[Provided data — start]

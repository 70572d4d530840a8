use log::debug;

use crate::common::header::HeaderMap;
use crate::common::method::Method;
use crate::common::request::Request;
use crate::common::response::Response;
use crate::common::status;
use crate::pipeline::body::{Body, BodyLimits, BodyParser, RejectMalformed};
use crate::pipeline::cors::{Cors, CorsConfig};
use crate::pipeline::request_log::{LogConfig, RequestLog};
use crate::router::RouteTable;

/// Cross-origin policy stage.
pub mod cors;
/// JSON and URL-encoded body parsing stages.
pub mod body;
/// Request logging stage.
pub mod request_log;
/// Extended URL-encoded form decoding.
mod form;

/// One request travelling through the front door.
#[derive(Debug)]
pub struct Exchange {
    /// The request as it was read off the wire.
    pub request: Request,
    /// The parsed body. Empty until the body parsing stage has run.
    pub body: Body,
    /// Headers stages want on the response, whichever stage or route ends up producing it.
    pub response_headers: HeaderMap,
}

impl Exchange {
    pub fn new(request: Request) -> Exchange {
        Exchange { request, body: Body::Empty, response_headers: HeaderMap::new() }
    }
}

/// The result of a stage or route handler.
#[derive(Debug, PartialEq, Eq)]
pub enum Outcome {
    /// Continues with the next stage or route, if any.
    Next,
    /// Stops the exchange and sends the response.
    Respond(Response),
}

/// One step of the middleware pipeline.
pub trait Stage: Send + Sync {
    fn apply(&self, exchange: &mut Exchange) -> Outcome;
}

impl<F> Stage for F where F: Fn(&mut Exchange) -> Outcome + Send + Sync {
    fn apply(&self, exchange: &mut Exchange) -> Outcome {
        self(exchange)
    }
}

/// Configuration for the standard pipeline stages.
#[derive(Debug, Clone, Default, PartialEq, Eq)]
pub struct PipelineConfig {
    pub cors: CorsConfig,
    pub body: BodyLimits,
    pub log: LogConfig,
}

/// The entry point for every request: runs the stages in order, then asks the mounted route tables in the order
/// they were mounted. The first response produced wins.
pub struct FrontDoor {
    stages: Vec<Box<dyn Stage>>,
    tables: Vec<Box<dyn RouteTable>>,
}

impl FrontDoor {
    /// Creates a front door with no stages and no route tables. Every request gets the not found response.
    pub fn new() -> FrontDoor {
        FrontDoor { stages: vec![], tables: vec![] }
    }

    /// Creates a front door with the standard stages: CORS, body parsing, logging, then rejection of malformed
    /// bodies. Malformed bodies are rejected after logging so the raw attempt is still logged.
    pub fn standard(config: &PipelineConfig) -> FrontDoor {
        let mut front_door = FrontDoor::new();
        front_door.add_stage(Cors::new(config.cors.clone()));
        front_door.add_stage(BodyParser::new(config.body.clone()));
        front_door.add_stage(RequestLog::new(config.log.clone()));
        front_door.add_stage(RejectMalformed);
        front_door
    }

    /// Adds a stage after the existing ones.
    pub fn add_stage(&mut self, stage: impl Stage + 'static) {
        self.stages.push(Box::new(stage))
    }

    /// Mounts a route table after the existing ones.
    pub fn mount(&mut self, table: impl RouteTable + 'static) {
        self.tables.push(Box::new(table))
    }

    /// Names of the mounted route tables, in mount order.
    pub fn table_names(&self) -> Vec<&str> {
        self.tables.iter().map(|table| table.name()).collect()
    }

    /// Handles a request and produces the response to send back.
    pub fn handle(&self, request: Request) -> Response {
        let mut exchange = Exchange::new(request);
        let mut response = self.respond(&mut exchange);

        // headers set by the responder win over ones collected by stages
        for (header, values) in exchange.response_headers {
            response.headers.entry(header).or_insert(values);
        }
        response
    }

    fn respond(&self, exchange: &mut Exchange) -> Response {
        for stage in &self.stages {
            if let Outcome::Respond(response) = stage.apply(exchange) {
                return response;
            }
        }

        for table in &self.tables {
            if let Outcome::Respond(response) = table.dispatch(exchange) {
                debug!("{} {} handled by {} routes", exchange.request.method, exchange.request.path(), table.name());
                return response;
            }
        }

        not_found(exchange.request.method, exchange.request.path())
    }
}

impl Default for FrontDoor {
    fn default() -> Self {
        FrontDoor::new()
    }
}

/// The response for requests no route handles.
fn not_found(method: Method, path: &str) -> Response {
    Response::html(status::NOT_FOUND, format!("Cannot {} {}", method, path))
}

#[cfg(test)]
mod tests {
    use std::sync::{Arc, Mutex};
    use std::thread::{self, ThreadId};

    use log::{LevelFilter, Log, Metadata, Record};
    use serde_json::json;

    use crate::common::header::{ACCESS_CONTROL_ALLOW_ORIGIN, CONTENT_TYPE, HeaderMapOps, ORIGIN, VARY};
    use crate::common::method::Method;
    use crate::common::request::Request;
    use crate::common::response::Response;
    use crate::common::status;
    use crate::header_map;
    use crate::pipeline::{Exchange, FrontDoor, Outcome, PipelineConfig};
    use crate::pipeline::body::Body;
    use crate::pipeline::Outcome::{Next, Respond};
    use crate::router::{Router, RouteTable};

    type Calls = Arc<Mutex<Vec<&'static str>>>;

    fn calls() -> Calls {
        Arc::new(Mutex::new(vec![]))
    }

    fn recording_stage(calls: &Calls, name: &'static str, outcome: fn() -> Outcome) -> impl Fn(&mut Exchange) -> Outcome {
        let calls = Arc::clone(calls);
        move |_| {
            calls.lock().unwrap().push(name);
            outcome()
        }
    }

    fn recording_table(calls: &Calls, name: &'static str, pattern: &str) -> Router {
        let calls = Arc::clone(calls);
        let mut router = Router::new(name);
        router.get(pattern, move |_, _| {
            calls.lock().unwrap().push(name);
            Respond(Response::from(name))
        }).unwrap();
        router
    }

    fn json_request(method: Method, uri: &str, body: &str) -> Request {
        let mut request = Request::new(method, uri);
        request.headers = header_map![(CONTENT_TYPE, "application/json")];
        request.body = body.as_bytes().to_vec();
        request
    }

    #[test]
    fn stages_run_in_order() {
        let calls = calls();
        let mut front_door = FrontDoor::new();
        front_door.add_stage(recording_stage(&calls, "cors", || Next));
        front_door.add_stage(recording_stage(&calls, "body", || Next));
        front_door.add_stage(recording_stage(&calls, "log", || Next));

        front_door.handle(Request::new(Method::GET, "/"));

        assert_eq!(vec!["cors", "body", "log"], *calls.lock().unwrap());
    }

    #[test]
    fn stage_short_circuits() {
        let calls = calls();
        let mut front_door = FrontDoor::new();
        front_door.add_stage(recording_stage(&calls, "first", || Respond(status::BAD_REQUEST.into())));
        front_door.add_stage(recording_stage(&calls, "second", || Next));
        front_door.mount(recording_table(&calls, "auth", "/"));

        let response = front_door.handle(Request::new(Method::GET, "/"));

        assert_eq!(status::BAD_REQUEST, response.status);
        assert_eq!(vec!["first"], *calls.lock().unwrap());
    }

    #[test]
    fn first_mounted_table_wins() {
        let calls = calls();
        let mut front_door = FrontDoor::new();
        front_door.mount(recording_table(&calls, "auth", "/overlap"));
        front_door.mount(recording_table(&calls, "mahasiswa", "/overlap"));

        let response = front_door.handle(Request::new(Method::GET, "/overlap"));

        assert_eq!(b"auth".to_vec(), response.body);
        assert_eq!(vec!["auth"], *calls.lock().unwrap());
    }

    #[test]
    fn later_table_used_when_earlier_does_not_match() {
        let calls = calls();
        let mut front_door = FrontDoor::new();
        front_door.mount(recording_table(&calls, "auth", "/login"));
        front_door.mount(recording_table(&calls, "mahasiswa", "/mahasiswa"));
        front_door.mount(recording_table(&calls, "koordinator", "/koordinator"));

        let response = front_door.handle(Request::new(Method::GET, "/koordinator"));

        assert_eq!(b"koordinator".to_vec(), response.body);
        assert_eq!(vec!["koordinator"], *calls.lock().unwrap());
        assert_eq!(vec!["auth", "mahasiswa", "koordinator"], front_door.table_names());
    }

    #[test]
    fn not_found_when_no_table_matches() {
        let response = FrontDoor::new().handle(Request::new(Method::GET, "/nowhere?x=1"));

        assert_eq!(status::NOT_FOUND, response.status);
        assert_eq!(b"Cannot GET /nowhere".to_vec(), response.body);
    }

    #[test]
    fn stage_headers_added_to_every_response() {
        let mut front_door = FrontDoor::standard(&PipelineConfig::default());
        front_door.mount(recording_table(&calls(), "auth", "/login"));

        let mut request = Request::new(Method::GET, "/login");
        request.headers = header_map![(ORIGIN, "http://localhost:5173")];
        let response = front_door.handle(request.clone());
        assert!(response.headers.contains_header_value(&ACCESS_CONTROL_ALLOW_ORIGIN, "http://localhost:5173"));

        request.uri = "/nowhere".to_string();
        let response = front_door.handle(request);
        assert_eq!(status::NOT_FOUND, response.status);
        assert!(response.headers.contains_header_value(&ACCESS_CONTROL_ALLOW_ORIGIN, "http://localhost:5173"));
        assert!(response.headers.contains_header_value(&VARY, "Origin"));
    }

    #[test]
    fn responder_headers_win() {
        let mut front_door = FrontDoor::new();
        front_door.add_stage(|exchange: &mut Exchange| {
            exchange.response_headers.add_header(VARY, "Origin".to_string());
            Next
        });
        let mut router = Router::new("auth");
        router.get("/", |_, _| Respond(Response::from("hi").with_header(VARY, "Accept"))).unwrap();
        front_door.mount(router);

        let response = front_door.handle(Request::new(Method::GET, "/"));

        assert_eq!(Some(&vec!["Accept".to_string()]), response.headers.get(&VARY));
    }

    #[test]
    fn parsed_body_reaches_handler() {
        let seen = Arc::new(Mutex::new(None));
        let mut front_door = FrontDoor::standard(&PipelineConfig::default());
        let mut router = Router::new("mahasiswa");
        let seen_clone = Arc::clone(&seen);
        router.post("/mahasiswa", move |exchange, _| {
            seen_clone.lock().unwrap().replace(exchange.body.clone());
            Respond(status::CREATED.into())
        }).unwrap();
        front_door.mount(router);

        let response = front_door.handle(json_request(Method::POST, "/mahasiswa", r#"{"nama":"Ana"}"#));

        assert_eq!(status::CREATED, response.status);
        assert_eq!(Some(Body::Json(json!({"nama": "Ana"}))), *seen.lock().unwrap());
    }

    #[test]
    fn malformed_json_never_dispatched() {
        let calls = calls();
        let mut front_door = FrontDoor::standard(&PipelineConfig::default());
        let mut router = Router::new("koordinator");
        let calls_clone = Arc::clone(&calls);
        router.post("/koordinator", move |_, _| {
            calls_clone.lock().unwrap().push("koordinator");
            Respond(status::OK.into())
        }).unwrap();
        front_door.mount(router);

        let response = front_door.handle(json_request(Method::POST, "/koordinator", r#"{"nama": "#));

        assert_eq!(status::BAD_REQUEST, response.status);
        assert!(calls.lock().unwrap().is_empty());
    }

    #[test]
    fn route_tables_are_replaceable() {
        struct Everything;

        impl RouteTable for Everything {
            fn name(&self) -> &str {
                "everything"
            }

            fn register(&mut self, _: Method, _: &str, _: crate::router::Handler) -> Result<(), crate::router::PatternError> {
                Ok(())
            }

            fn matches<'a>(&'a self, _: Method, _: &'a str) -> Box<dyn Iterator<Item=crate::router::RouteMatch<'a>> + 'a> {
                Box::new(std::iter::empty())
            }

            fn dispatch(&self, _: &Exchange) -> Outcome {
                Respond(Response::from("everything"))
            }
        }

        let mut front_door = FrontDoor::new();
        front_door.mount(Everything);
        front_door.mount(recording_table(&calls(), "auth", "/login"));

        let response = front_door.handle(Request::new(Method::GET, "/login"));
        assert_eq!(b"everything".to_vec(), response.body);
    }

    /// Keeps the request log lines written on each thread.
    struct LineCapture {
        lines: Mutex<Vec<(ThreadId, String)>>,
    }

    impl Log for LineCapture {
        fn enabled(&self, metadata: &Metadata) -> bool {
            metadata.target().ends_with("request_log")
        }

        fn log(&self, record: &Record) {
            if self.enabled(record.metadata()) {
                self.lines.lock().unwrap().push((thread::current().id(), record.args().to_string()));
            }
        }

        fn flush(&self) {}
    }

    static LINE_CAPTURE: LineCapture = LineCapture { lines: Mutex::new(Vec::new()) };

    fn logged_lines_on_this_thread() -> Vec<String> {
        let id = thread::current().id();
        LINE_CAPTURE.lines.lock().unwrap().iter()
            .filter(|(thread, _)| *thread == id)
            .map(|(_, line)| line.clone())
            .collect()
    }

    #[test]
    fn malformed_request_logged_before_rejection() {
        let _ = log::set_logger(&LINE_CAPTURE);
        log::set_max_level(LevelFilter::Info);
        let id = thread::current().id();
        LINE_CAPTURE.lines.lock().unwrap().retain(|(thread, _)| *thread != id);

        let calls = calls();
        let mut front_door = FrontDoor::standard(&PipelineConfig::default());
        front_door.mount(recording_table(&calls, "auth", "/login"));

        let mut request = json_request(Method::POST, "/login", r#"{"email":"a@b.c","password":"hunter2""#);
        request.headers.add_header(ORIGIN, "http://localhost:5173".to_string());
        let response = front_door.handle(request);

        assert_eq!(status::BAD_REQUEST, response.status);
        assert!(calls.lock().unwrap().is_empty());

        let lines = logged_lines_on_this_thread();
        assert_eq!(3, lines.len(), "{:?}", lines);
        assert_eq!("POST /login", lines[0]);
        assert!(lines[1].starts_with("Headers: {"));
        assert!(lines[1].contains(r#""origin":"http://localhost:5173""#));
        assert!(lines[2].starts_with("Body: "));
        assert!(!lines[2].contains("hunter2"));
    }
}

[Provided data — finish]

=== Problem requirements ===
Please write out, exactly as they appear, the lines from the line containing "LINE_CAPTURE.lines.lock().unwrap().iter()" through the last line of the records above, both included.

=== Written answer ===
        LINE_CAPTURE.lines.lock().unwrap().iter()
            .filter(|(thread, _)| *thread == id)
            .map(|(_, line)| line.clone())
            .collect()
    }

    #[test]
    fn malformed_request_logged_before_rejection() {
        let _ = log::set_logger(&LINE_CAPTURE);
        log::set_max_level(LevelFilter::Info);
        let id = thread::current().id();
        LINE_CAPTURE.lines.lock().unwrap().retain(|(thread, _)| *thread != id);

        let calls = calls();
        let mut front_door = FrontDoor::standard(&PipelineConfig::default());
        front_door.mount(recording_table(&calls, "auth", "/login"));

        let mut request = json_request(Method::POST, "/login", r#"{"email":"a@b.c","password":"hunter2""#);
        request.headers.add_header(ORIGIN, "http://localhost:5173".to_string());
        let response = front_door.handle(request);

        assert_eq!(status::BAD_REQUEST, response.status);
        assert!(calls.lock().unwrap().is_empty());

        let lines = logged_lines_on_this_thread();
        assert_eq!(3, lines.len(), "{:?}", lines);
        assert_eq!("POST /login", lines[0]);
        assert!(lines[1].starts_with("Headers: {"));
        assert!(lines[1].contains(r#""origin":"http://localhost:5173""#));
        assert!(lines[2].starts_with("Body: "));
        assert!(!lines[2].contains("hunter2"));
    }
}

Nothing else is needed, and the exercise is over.